When I was growing up, my favorite spot in the living room every evening during TV time was next to my mother in her big aquamarine upholstered rocking chair. I’d snuggle in, her right arm around me, my head in the crook of her shoulder. At a certain age and size, at six, maybe seven, when squeezing in next to her was a stretch, I was prodded out, like a fledgling from the nest, and landed on the floor, lying on my stomach next to her chair. My mother could not have known how much I forever missed leaning into her.
An image I most cherish in all Christian art and iconography is that of John, the self-identified Beloved Disciple, leaning into Jesus’ chest at the Last Supper. It’s tender, compassionate, intimate. It never fails to draw me closer to Jesus in my longing, my anxiety, and my fear.
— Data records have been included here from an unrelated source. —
//! ONNX Runtime backend via the `ort` crate.
//!
//! Targets the separate-graph RVC export layout:
//! - `<models>/<embedder>.onnx` — content encoder, waveform `[1,T]` →
//!   hidden states `[1,F,D]` (D = 256 for v1 exports, 768 for v2)
//! - generator `.onnx` — `phone`/`phone_lengths`/`ds` (+ `pitch`/`pitchf`
//!   for f0 models) → waveform
//! - `<models>/rmvpe.onnx`, `<models>/fcpe.onnx` — pitch predictors over
//!   a 128-bin log-mel frontend
//!
//! Generator containers carry no readable sample-rate metadata once
//! exported, so each generator is described by a sidecar JSON file next
//! to it (`model.onnx` → `model.json`). Missing sidecars fall back to
//! the common 40 kHz v2 f0 layout with a warning.

mod rmvpe;

use std::path::{Path, PathBuf};

use ort::session::builder::{GraphOptimizationLevel, SessionBuilder};
use ort::session::Session;
use ort::value::TensorRef;
use serde::Deserialize;
use tracing::{info, warn};

use crate::error::{Result, RevoiceError};
use crate::pitch::{PitchMethod, PitchTrack};
use crate::session::backend::{
    ConversionBackend, EmbedderHandle, FeatureExtractor, GeneratorInfo, ModelVersion,
    PitchHandle, SynthHandle, Synthesizer,
};
use crate::session::features::FeatureTensor;
use crate::session::retrieval::IndexData;

pub use rmvpe::OnnxPitchPredictor;

/// Noise-latent channel count of the RVC synthesizer exports.
const RND_CHANNELS: usize = 192;

pub(crate) fn create_session(model_path: &Path) -> Result<Session> {
    if !model_path.exists() {
        return Err(RevoiceError::ModelNotFound {
            path: model_path.to_path_buf(),
        });
    }

    let logical_cores = std::thread::available_parallelism()
        .map(|n| n.get())
        .unwrap_or(4);
    let intra_threads = std::env::var("REVOICE_ORT_INTRA_THREADS")
        .ok()
        .and_then(|v| v.parse::<usize>().ok())
        .unwrap_or(logical_cores.clamp(2, 8))
        .clamp(1, 32);

    SessionBuilder::new()
        .map_err(|e| RevoiceError::OnnxSession(e.to_string()))?
        .with_intra_threads(intra_threads)
        .map_err(|e| RevoiceError::OnnxSession(e.to_string()))?
        .with_optimization_level(GraphOptimizationLevel::All)
        .map_err(|e| RevoiceError::OnnxSession(e.to_string()))?
        .commit_from_file(model_path)
        .map_err(|e| RevoiceError::OnnxSession(e.to_string()))
}

/// Sidecar description of a generator export.
#[derive(Debug, Clone, Deserialize)]
#[serde(rename_all = "camelCase", default)]
struct GeneratorMetadata {
    target_rate: u32,
    f0: bool,
    version: String,
    vocoder: String,
    speaker_count: usize,
}

impl Default for GeneratorMetadata {
    fn default() -> Self {
        Self {
            target_rate: 40_000,
            f0: true,
            version: "v2".to_string(),
            vocoder: "hifigan".to_string(),
            speaker_count: 1,
        }
    }
}

fn load_generator_metadata(model_path: &Path) -> GeneratorMetadata {
    let sidecar = model_path.with_extension("json");
    match std::fs::read_to_string(&sidecar) {
        Ok(raw) => match serde_json::from_str(&raw) {
            Ok(meta) => meta,
            Err(e) => {
                warn!(path = %sidecar.display(), "unparseable generator sidecar ({e}), using defaults");
                GeneratorMetadata::default()
            }
        },
        Err(_) => {
            warn!(path = %sidecar.display(), "no generator sidecar, assuming 40 kHz v2 f0 model");
            GeneratorMetadata::default()
        }
    }
}

pub struct OnnxEmbedder {
    session: Session,
    name: String,
    input_name: String,
    output_name: String,
}

impl OnnxEmbedder {
    fn new(model_path: &Path, name: &str) -> Result<Self> {
        let session = create_session(model_path)?;
        let input_name = session
            .inputs
            .first()
            .map(|i| i.name.clone())
            .ok_or_else(|| RevoiceError::OnnxSession("embedder graph has no inputs".into()))?;
        let output_name = session
            .outputs
            .first()
            .map(|o| o.name.clone())
            .ok_or_else(|| RevoiceError::OnnxSession("embedder graph has no outputs".into()))?;
        info!(name, input = %input_name, output = %output_name, "embedder session ready");
        Ok(Self {
            session,
            name: name.to_string(),
            input_name,
            output_name,
        })
    }
}

impl FeatureExtractor for OnnxEmbedder {
    fn identity(&self) -> &str {
        &self.name
    }

    fn extract(&mut self, padded: &[f32]) -> Result<FeatureTensor> {
        let source = TensorRef::from_array_view(([1_i64, padded.len() as i64], padded))
            .map_err(|e| RevoiceError::OnnxSession(e.to_string()))?;
        let outputs = self
            .session
            .run(ort::inputs![self.input_name.as_str() => source])
            .map_err(|e| RevoiceError::OnnxSession(e.to_string()))?;
        let (shape, data) = outputs[self.output_name.as_str()]
            .try_extract_tensor::<f32>()
            .map_err(|e| RevoiceError::OnnxSession(e.to_string()))?;

        // [1, frames, dim]
        if shape.len() != 3 || shape[0] != 1 {
            return Err(RevoiceError::OnnxSession(format!(
                "unexpected embedder output shape: {shape:?}"
            )));
        }
        FeatureTensor::new(data.to_vec(), shape[1] as usize, shape[2] as usize)
    }
}

pub struct OnnxSynthesizer {
    session: Session,
    uses_pitch: bool,
    output_name: String,
}

impl OnnxSynthesizer {
    fn new(model_path: &Path, uses_pitch: bool) -> Result<Self> {
        let session = create_session(model_path)?;
        let output_name = session
            .outputs
            .first()
            .map(|o| o.name.clone())
            .ok_or_else(|| RevoiceError::OnnxSession("generator graph has no outputs".into()))?;
        Ok(Self {
            session,
            uses_pitch,
            output_name,
        })
    }
}

impl Synthesizer for OnnxSynthesizer {
    fn synthesize(
        &mut self,
        features: &FeatureTensor,
        frame_len: usize,
        pitch: Option<&PitchTrack>,
        speaker_id: u32,
    ) -> Result<Vec<f32>> {
        let frames = features.frames();
        let phone = TensorRef::from_array_view((
            [1_i64, frames as i64, features.dim() as i64],
            features.as_slice(),
        ))
        .map_err(|e| RevoiceError::OnnxSession(e.to_string()))?;
        let lengths = [frame_len as i64];
        let phone_lengths = TensorRef::from_array_view(([1_i64], &lengths[..]))
            .map_err(|e| RevoiceError::OnnxSession(e.to_string()))?;
        let ds = [speaker_id as i64];
        let ds_val = TensorRef::from_array_view(([1_i64], &ds[..]))
            .map_err(|e| RevoiceError::OnnxSession(e.to_string()))?;
        let rnd = vec![0f32; RND_CHANNELS * frames];
        let rnd_val =
            TensorRef::from_array_view(([1_i64, RND_CHANNELS as i64, frames as i64], &rnd[..]))
                .map_err(|e| RevoiceError::OnnxSession(e.to_string()))?;

        let outputs = if self.uses_pitch {
            let track = pitch.ok_or_else(|| {
                RevoiceError::Processing("f0 generator called without a pitch track".into())
            })?;
            let pitch_val =
                TensorRef::from_array_view(([1_i64, frames as i64], track.coarse.as_slice()))
                    .map_err(|e| RevoiceError::OnnxSession(e.to_string()))?;
            let pitchf_val =
                TensorRef::from_array_view(([1_i64, frames as i64], track.fine.as_slice()))
                    .map_err(|e| RevoiceError::OnnxSession(e.to_string()))?;
            self.session
                .run(ort::inputs![
                    "phone"         => phone,
                    "phone_lengths" => phone_lengths,
                    "pitch"         => pitch_val,
                    "pitchf"        => pitchf_val,
                    "ds"            => ds_val,
                    "rnd"           => rnd_val,
                ])
                .map_err(|e| RevoiceError::OnnxSession(e.to_string()))?
        } else {
            self.session
                .run(ort::inputs![
                    "phone"         => phone,
                    "phone_lengths" => phone_lengths,
                    "ds"            => ds_val,
                    "rnd"           => rnd_val,
                ])
                .map_err(|e| RevoiceError::OnnxSession(e.to_string()))?
        };

        let (_, audio) = outputs[self.output_name.as_str()]
            .try_extract_tensor::<f32>()
            .map_err(|e| RevoiceError::OnnxSession(e.to_string()))?;
        Ok(audio.to_vec())
    }
}

/// Backend wiring every collaborator to an ONNX Runtime session.
pub struct OnnxBackend {
    /// Directory holding the shared models (embedders, pitch predictors).
    models_dir: PathBuf,
}

impl OnnxBackend {
    pub fn new(models_dir: impl Into<PathBuf>) -> Self {
        Self {
            models_dir: models_dir.into(),
        }
    }

    fn shared_model_path(&self, stem: &str) -> PathBuf {
        self.models_dir.join(format!("{stem}.onnx"))
    }
}

impl ConversionBackend for OnnxBackend {
    fn load_embedder(&self, name: &str, custom_path: Option<&Path>) -> Result<EmbedderHandle> {
        let path = match custom_path {
            Some(p) => p.to_path_buf(),
            None => self.shared_model_path(name),
        };
        Ok(EmbedderHandle::new(OnnxEmbedder::new(&path, name)?))
    }

    fn load_generator(&self, model_path: &Path) -> Result<(SynthHandle, GeneratorInfo)> {
        let meta = load_generator_metadata(model_path);
        let version = match meta.version.as_str() {
            "v1" => ModelVersion::V1,
            _ => ModelVersion::V2,
        };
        let info = GeneratorInfo {
            target_rate: meta.target_rate,
            uses_pitch: meta.f0,
            version,
            vocoder: meta.vocoder,
            speaker_count: meta.speaker_count.max(1),
            embedding_dim: version.hidden_dim(),
        };
        let synth = OnnxSynthesizer::new(model_path, info.uses_pitch)?;
        Ok((SynthHandle::new(synth), info))
    }

    fn load_index(&self, index_path: &Path) -> Result<IndexData> {
        read_index_file(index_path)
    }

    fn pitch_predictor(&self, method: PitchMethod) -> Result<PitchHandle> {
        let stem = match method {
            PitchMethod::Rmvpe => "rmvpe",
            PitchMethod::Fcpe => "fcpe",
            PitchMethod::Zero => {
                return Err(RevoiceError::Processing(
                    "zero pitch method has no predictor".into(),
                ))
            }
        };
        let predictor = OnnxPitchPredictor::new(&self.shared_model_path(stem))?;
        Ok(PitchHandle::new(predictor))
    }
}

/// Flat binary layout: `count: u32 LE`, `dim: u32 LE`, then
/// `count * dim` little-endian f32 vectors, row-major.
fn read_index_file(path: &Path) -> Result<IndexData> {
    let bytes = std::fs::read(path)?;
    if bytes.len() < 8 {
        return Err(RevoiceError::ResourceLoad(format!(
            "index file too small: {}",
            path.display()
        )));
    }
    let count = u32::from_le_bytes([bytes[0], bytes[1], bytes[2], bytes[3]]) as usize;
    let dim = u32::from_le_bytes([bytes[4], bytes[5], bytes[6], bytes[7]]) as usize;
    let expected = 8 + count * dim * 4;
    if bytes.len() != expected {
        return Err(RevoiceError::ResourceLoad(format!(
            "index file length mismatch: {} bytes, header says {count}x{dim}",
            bytes.len()
        )));
    }
    let vectors = bytes[8..]
        .chunks_exact(4)
        .map(|c| f32::from_le_bytes([c[0], c[1], c[2], c[3]]))
        .collect();
    IndexData::new(vectors, count, dim)
}

#[cfg(test)]
mod tests {
    use super::*;
    use std::io::Write;

    #[test]
    fn index_file_round_trips() {
        let count = 3u32;
        let dim = 4u32;
        let mut file = tempfile_path("revoice-index-test.bin");
        {
            let mut f = std::fs::File::create(&file.0).unwrap();
            f.write_all(&count.to_le_bytes()).unwrap();
            f.write_all(&dim.to_le_bytes()).unwrap();
            for i in 0..(count * dim) {
                f.write_all(&(i as f32 * 0.5).to_le_bytes()).unwrap();
            }
        }
        let index = read_index_file(&file.0).unwrap();
        assert_eq!(index.count, 3);
        assert_eq!(index.dim, 4);
        assert_eq!(index.vectors[5], 2.5);
    }

    #[test]
    fn truncated_index_file_is_rejected() {
        let file = tempfile_path("revoice-index-trunc.bin");
        std::fs::write(&file.0, [1, 0, 0, 0, 4, 0]).unwrap();
        assert!(read_index_file(&file.0).is_err());
    }

    #[test]
    fn missing_model_is_a_not_found_error() {
        let err = create_session(Path::new("/nonexistent/model.onnx")).unwrap_err();
        assert!(matches!(err, RevoiceError::ModelNotFound { .. }));
    }

    #[test]
    fn sidecar_defaults_cover_a_missing_file() {
        let meta = load_generator_metadata(Path::new("/nonexistent/model.onnx"));
        assert_eq!(meta.target_rate, 40_000);
        assert!(meta.f0);
        assert_eq!(meta.version, "v2");
    }

    struct TempPath(PathBuf);
    impl Drop for TempPath {
        fn drop(&mut self) {
            let _ = std::fs::remove_file(&self.0);
        }
    }

    fn tempfile_path(name: &str) -> TempPath {
        TempPath(std::env::temp_dir().join(name))
    }
}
Yes, Jesus loves me, and his consolation is real, but he doesn’t have it all. No skin or hair, no flesh and bones. Whether we’re six or seven or 16 or 70, we need to be held by other incarnate human beings. That’s where you come in. “Christ has no body but yours,” says St. Teresa of Avila. When I don’t have a prayer or a clue, I lean into you. You proclaim the death of the Lord until he comes. And like a mother, a friend, like the master and teacher and Lord and Lover himself, you bend down, lean in, and hold my feet, steadying me.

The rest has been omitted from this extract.